Por un lado, el gran hallazgo de procedimiento de todo el montaje está en el desdoblamiento del personaje de la novia que si bien habilita lo idílico y algo tortuoso en el costado más puro que le toca afrontar a la actriz Leonela Frezzotti, es la talentosa Lara Todeschini (una gratísima sorpresa) quien le pone el cuerpo a ese otro lado oscuro y siniestro que conlleva el personaje, alcanzando momentos verdaderamente notables, tanto por su ductilidad corporal como también por su incuestionable presencia escénica, tomando para sí, incluso, algo del personaje de la Muerte que aquí no aparece, y sosteniendo la poesía de Lorca con la justas dosis de desgarro y melancolía. También es de destacar lo que acontece con Leonardo, a cargo de David Giménez, quien asoma a lo encendido y torturado del personaje con momentos de singular efecto.

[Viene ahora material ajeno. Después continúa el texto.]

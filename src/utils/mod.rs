//! # Utility Modules
//!
//! Supporting utilities shared by the framing, protocol and transport layers.
//!
//! ## Components
//! - **Buffer Pool**: preallocated socket buffers per usage class
//! - **Compression**: pluggable LZ4 / Zstd step with size limits
//! - **Crypto**: XChaCha20-Poly1305 body cipher
//! - **Logging**: tracing-subscriber setup from configuration
//! - **Metrics**: process-wide and per-connection counters
//! - **Time**: UTC millisecond helpers
//!
//! ## Security
//! - Cryptographically secure RNG (getrandom)
//! - Decompression bomb protection (16MB limit)

pub mod buffer_pool;
pub mod compression;
pub mod crypto;
pub mod logging;
pub mod metrics;
pub mod time;

pub use buffer_pool::{Lease, PoolClass, SocketPool};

Pero hay más: la puesta ofrece una definitiva jugada por el color tanto en el bello trabajo de luces de Alejandro Chavo Ghirlanda como en el vestuario del talentoso Ramiro Sorrequieta, quien trabajó a partir de ocres, marrones, rojos y violetas, en referencia a la importancia de la tierra, la pasión y la presunción de muerte.
De todos modos, el mayor logro de Medina está en tomar la matriz lorquiana y reinventarla: la jugada poética es una especie de cinta de Moebius dentro de la obra de Lorca y tanta poesía puede volverse insostenible independientemente de su belleza, para lo cual el director toma partido e interviene el devenir con un par de guiños kitsch, como el preámbulo festivo del final trágico a instancias de la fiesta de casamiento, con un guiño almodovariano con el Lorca de Poeta en Nueva York y la belleza inconmensurable y surrealista de su “Pequeño vals vienés”, escena que en sí misma amerita la visión del espectáculo por la profusión de diálogos estéticos que el director provoca entre música, coreografía, objetos y sobre todo con el color. Más tarde, la muerte dirá presente (ya se sabe) entre todos esos ambiguos personajes tan llenos de contradicciones y represión: la escena del duelo, el advenimiento de la sangre al filo de la daga, llegarán. Así, heridos de amor y de tragedia, ciegos de dolor, ya de espaladas a la Luna, mirarán a la muerte para luego callar.